Dr. Goose, who is no expert on America's housing malaise or real estate generally, recently checked into this topic to see what progress we are making at the halfway point in what appears to be a "lost decade". First the good news: according to MarketWatch, the level of foreclosure activity declined 3% in July (10% year-over-year), making the 22nd straight month that the numbers declined on an annual basis. However, the number of properties entering foreclosure rose 6% in July, the third such monthly increase in a row. 27 states registered y-o-y increases.

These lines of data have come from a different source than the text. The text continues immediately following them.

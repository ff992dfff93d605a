//! Reference agents
//!
//! Each agent wraps a [`Predictor`](demeter_domain::Predictor) whose rule
//! set answers without any model file. A trained model can be attached
//! with the agent's `with_model`.

mod crop;
mod finance;
mod market_yield;
mod pest;
mod risk;

pub use crop::{CropAgent, CropScore, SoilClimate};
pub use finance::{FinanceAgent, FinanceProfile};
pub use market_yield::{MarketAgent, MarketEstimate, MarketInput};
pub use pest::{PestAgent, PestObservation, PestScore};
pub use risk::{RiskAgent, RiskEstimate, WeatherConditions};

use demeter_application::AgentRegistry;
use demeter_domain::{Context, number_of};
use serde_json::Value;
use std::sync::Arc;

/// Registry holding all five reference agents
pub fn default_registry() -> AgentRegistry {
    AgentRegistry::new()
        .with_agent(Arc::new(CropAgent::new()))
        .with_agent(Arc::new(MarketAgent::new()))
        .with_agent(Arc::new(RiskAgent::new()))
        .with_agent(Arc::new(PestAgent::new()))
        .with_agent(Arc::new(FinanceAgent::new()))
}

/// First numeric value among `keys`, else `default`
fn number(context: &Context, keys: &[&str], default: f64) -> f64 {
    keys.iter()
        .find_map(|key| number_of(context.get(*key)))
        .unwrap_or(default)
}

/// First non-empty string among `keys`
fn text<'a>(context: &'a Context, keys: &[&str]) -> Option<&'a str> {
    keys.iter()
        .find_map(|key| context.get(*key).and_then(Value::as_str))
        .map(str::trim)
        .filter(|s| !s.is_empty())
}

/// Object fields of a `json!` literal
fn fields(value: Value) -> Context {
    match value {
        Value::Object(map) => map,
        _ => Context::new(),
    }
}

To a degree, it appears that the fall in overall foreclosure activity and the more recent rise in foreclosure starts relate to the same phenomenon: in states such as Florida, Illinois and my adopted state of New Jersey, foreclosure processing and procedural issues (or "levels of dysfunction," in the words of a RealtyTrac analyst) had slowed the pace of filings last year. The resulting bottleneck is evidently only now beginning to clear, resulting in the latest uptick in starts. By the same token, well-intentioned laws to aid distressed homeowners, such as that recently enacted in Oregon, may only delay the inevitable in many cases, thereby delaying as well the hoped-for clearing of the market.